Huddersfield trials ‘name-blind’ UCAS application process
Huddersfield is the only North-East university taking part in pilot scheme to eliminate ethnic bias in university admissions
As part of a mission to ensure complete fairness in the admissions process – so that no ethnic group misses out on educational opportunities – the University of Huddersfield will join a group of four English institutions taking part in a pioneering ‘name-blind’ project.
For undisclosed courses starting in 2017, the names of applicants will be masked out while it is decided whether to offer the applicant a place.
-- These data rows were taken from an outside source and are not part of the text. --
use crate::config::ConfigError;
use crate::telemetry::TelemetryError;
use axum::http::StatusCode;
use axum::response::{IntoResponse, Response};
use axum::Json;
use serde_json::json;
use std::fmt;

use crate::workflows::recovery::domain::SnapshotValidationError;
use crate::workflows::recovery::scoring::{RuleSetIntegrityError, ScoringError};

#[derive(Debug)]
pub enum AppError {
    Config(ConfigError),
    Telemetry(TelemetryError),
    RuleSet(RuleSetIntegrityError),
    Intake(SnapshotValidationError),
    Scoring(ScoringError),
    Fixture(serde_json::Error),
    Io(std::io::Error),
    Server(axum::Error),
}

impl fmt::Display for AppError {
    fn fmt(&self, f: &mut fmt::Formatter<'_>) -> fmt::Result {
        match self {
            AppError::Config(err) => write!(f, "configuration error: {}", err),
            AppError::Telemetry(err) => write!(f, "telemetry error: {}", err),
            AppError::RuleSet(err) => write!(f, "rule set error: {}", err),
            AppError::Intake(err) => write!(f, "intake error: {}", err),
            AppError::Scoring(err) => write!(f, "scoring error: {}", err),
            AppError::Fixture(err) => write!(f, "fixture error: {}", err),
            AppError::Io(err) => write!(f, "io error: {}", err),
            AppError::Server(err) => write!(f, "server error: {}", err),
        }
    }
}

impl std::error::Error for AppError {
    fn source(&self) -> Option<&(dyn std::error::Error + 'static)> {
        match self {
            AppError::Config(err) => Some(err),
            AppError::Telemetry(err) => Some(err),
            AppError::RuleSet(err) => Some(err),
            AppError::Intake(err) => Some(err),
            AppError::Scoring(err) => Some(err),
            AppError::Fixture(err) => Some(err),
            AppError::Io(err) => Some(err),
            AppError::Server(err) => Some(err),
        }
    }
}

impl IntoResponse for AppError {
    fn into_response(self) -> Response {
        let status = match self {
            AppError::Intake(_) | AppError::Scoring(_) | AppError::Fixture(_) => {
                StatusCode::BAD_REQUEST
            }
            AppError::Config(_)
            | AppError::Telemetry(_)
            | AppError::RuleSet(_)
            | AppError::Io(_)
            | AppError::Server(_) => StatusCode::INTERNAL_SERVER_ERROR,
        };

        let body = Json(json!({ "error": self.to_string() }));
        (status, body).into_response()
    }
}

impl From<ConfigError> for AppError {
    fn from(value: ConfigError) -> Self {
        Self::Config(value)
    }
}

impl From<TelemetryError> for AppError {
    fn from(value: TelemetryError) -> Self {
        Self::Telemetry(value)
    }
}

impl From<RuleSetIntegrityError> for AppError {
    fn from(value: RuleSetIntegrityError) -> Self {
        Self::RuleSet(value)
    }
}

impl From<SnapshotValidationError> for AppError {
    fn from(value: SnapshotValidationError) -> Self {
        Self::Intake(value)
    }
}

impl From<ScoringError> for AppError {
    fn from(value: ScoringError) -> Self {
        Self::Scoring(value)
    }
}

impl From<serde_json::Error> for AppError {
    fn from(value: serde_json::Error) -> Self {
        Self::Fixture(value)
    }
}

impl From<std::io::Error> for AppError {
    fn from(value: std::io::Error) -> Self {
        Self::Io(value)
    }
}

impl From<axum::Error> for AppError {
    fn from(value: axum::Error) -> Self {
        Self::Server(value)
    }
}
The aim is to discover whether information about a would-be student’s ethnic background plays an unconscious part in the decision-making process.
Huddersfield is joined by the universities of Exeter, Liverpool and Winchester in the name-blind project, which is co-ordinated by UCAS, the UK’s shared admissions service, in tandem with the independent campaigning organisation Supporting Professionalism in Admissions.
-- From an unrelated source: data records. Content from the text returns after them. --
//! Benjamin Graham 메소돌로지.
//!
//! Graham Number를 적정가(천장가)로 사용합니다:
//!
//! ```text
//! 적정가 = √(22.5 × EPS × BPS)
//! ```
//!
//! EPS와 BPS가 모두 양수일 때만 정의됩니다. 음수 피제곱근을 복소수나
//! 음수 적정가로 계산하는 일은 없습니다.

use rust_decimal::{Decimal, MathematicalOps};
use rust_decimal_macros::dec;

use screener_core::domain::{
    CompanyRecord, Indicator, InvalidReason, MethodologyKind, MethodologyResult,
};

use super::Methodology;
use crate::sector::SectorContext;

/// Graham Number 배수 (15 P/E × 1.5 P/B).
const GRAHAM_MULTIPLIER: Decimal = dec!(22.5);

/// Graham 계산기.
#[derive(Debug, Clone, Copy, Default)]
pub struct GrahamCalculator;

impl GrahamCalculator {
    /// 새 계산기 생성.
    pub fn new() -> Self {
        Self
    }
}

impl Methodology for GrahamCalculator {
    fn kind(&self) -> MethodologyKind {
        MethodologyKind::Graham
    }

    fn compute(&self, company: &CompanyRecord, _context: &SectorContext) -> MethodologyResult {
        let kind = self.kind();
        let ticker = company.ticker.as_str();
        let price = company.price;

        let eps = match company.indicator(Indicator::Eps) {
            None => {
                return MethodologyResult::invalid(
                    ticker,
                    kind,
                    price,
                    InvalidReason::MissingInput(Indicator::Eps),
                )
            }
            Some(v) if v <= Decimal::ZERO => {
                return MethodologyResult::invalid(
                    ticker,
                    kind,
                    price,
                    InvalidReason::NonPositiveInput(Indicator::Eps),
                )
            }
            Some(v) => v,
        };

        let bps = match company.indicator(Indicator::Bps) {
            None => {
                return MethodologyResult::invalid(
                    ticker,
                    kind,
                    price,
                    InvalidReason::MissingInput(Indicator::Bps),
                )
            }
            Some(v) if v <= Decimal::ZERO => {
                return MethodologyResult::invalid(
                    ticker,
                    kind,
                    price,
                    InvalidReason::NonPositiveInput(Indicator::Bps),
                )
            }
            Some(v) => v,
        };

        match (GRAHAM_MULTIPLIER * eps * bps).sqrt() {
            Some(fair_value) if fair_value > Decimal::ZERO => {
                MethodologyResult::valid(ticker, kind, price, fair_value)
            }
            _ => MethodologyResult::invalid(ticker, kind, price, InvalidReason::NonRealResult),
        }
    }
}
The four universities volunteered for the name-blind experiment, in response to a call made by the then Prime Minister, David Cameron. The Vice-Chancellor of the University of Huddersfield, Professor Bob Cryan, is a member of the UCAS board and was keen for his institution to take part.
University of Huddersfield chiefs are confident that its admissions process is already fair and transparent, and that it selects applicants purely on the basis of talent and the ability to benefit from courses, according to Deputy Vice-Chancellor Professor Tim Thornton.
“We have one of the most open cultures in UK Higher Education, with a very large ‘widening participation’ cohort who go on to great academic and career success,” he continued.
“Our participation in the name-blind trial in practice builds on existing practice at the University which has been developed over many years, and reflects our determination to be at the cutting-edge when it comes to fair and effective admissions policies.”
UCAS has published a new report that investigates the issue of unconscious bias in the university admissions process. It confirms that “universities and colleges make significant efforts to ensure their admissions policies are fair and transparent and give all applicants who can demonstrate they have the potential an equal opportunity to secure a place, regardless of their backgrounds, sex or ethnicity”.
The new report is based on a survey of 120 universities and colleges, focus groups, and discussions with technology providers and with stakeholders in the UK and overseas. It provides statistical data, analyses the technical challenges of masking the names of applicants, and concludes with a sequence of recommendations.
Helen Thorne, UCAS’ Director of External Relations, said: “Managing university admissions is a complex business. Universities use different technology systems and many use a number of different admissions processes for individual subjects.
“Admissions professionals are concerned that if UCAS were to mask names centrally this could affect their ability to maintain relationships with students and undermine efforts to widen participation.
“The projects being undertaken in 2017 will enable universities to evaluate the effectiveness of a name-blind approach and how it could complement existing approaches used to ensure that admissions are fair for all.”